• [Task item]: Character for character, give back every line below.

====================

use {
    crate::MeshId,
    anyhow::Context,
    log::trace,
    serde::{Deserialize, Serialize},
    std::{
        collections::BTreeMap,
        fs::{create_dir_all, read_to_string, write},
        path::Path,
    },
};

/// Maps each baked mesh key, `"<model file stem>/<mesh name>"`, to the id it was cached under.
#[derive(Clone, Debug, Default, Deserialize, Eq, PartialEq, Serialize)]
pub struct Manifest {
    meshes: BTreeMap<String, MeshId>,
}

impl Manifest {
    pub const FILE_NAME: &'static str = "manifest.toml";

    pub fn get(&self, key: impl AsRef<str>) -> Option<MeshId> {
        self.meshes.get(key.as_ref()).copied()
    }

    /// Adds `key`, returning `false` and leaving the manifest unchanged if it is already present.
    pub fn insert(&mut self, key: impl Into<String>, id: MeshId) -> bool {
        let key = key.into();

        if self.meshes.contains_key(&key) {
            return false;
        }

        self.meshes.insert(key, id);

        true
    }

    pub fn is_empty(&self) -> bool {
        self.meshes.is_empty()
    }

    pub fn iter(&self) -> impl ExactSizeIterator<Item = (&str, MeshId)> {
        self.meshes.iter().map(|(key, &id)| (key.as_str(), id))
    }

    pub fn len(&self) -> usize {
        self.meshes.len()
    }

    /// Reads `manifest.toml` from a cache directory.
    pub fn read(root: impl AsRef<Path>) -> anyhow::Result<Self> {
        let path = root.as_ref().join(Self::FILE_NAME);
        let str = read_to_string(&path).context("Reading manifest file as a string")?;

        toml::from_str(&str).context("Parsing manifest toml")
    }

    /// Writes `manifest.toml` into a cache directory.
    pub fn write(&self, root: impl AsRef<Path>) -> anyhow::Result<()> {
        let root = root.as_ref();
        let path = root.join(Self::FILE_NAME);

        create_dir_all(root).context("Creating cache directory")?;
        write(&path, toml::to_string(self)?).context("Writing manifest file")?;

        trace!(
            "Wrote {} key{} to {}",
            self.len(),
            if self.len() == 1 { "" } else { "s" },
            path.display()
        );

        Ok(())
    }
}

====================

• [Written answer]:
use {
    crate::MeshId,
    anyhow::Context,
    log::trace,
    serde::{Deserialize, Serialize},
    std::{
        collections::BTreeMap,
        fs::{create_dir_all, read_to_string, write},
        path::Path,
    },
};

/// Maps each baked mesh key, `"<model file stem>/<mesh name>"`, to the id it was cached under.
#[derive(Clone, Debug, Default, Deserialize, Eq, PartialEq, Serialize)]
pub struct Manifest {
    meshes: BTreeMap<String, MeshId>,
}

impl Manifest {
    pub const FILE_NAME: &'static str = "manifest.toml";

    pub fn get(&self, key: impl AsRef<str>) -> Option<MeshId> {
        self.meshes.get(key.as_ref()).copied()
    }

    /// Adds `key`, returning `false` and leaving the manifest unchanged if it is already present.
    pub fn insert(&mut self, key: impl Into<String>, id: MeshId) -> bool {
        let key = key.into();

        if self.meshes.contains_key(&key) {
            return false;
        }

        self.meshes.insert(key, id);

        true
    }

    pub fn is_empty(&self) -> bool {
        self.meshes.is_empty()
    }

    pub fn iter(&self) -> impl ExactSizeIterator<Item = (&str, MeshId)> {
        self.meshes.iter().map(|(key, &id)| (key.as_str(), id))
    }

    pub fn len(&self) -> usize {
        self.meshes.len()
    }

    /// Reads `manifest.toml` from a cache directory.
    pub fn read(root: impl AsRef<Path>) -> anyhow::Result<Self> {
        let path = root.as_ref().join(Self::FILE_NAME);
        let str = read_to_string(&path).context("Reading manifest file as a string")?;

        toml::from_str(&str).context("Parsing manifest toml")
    }

    /// Writes `manifest.toml` into a cache directory.
    pub fn write(&self, root: impl AsRef<Path>) -> anyhow::Result<()> {
        let root = root.as_ref();
        let path = root.join(Self::FILE_NAME);

        create_dir_all(root).context("Creating cache directory")?;
        write(&path, toml::to_string(self)?).context("Writing manifest file")?;

        trace!(
            "Wrote {} key{} to {}",
            self.len(),
            if self.len() == 1 { "" } else { "s" },
            path.display()
        );

        Ok(())
    }
}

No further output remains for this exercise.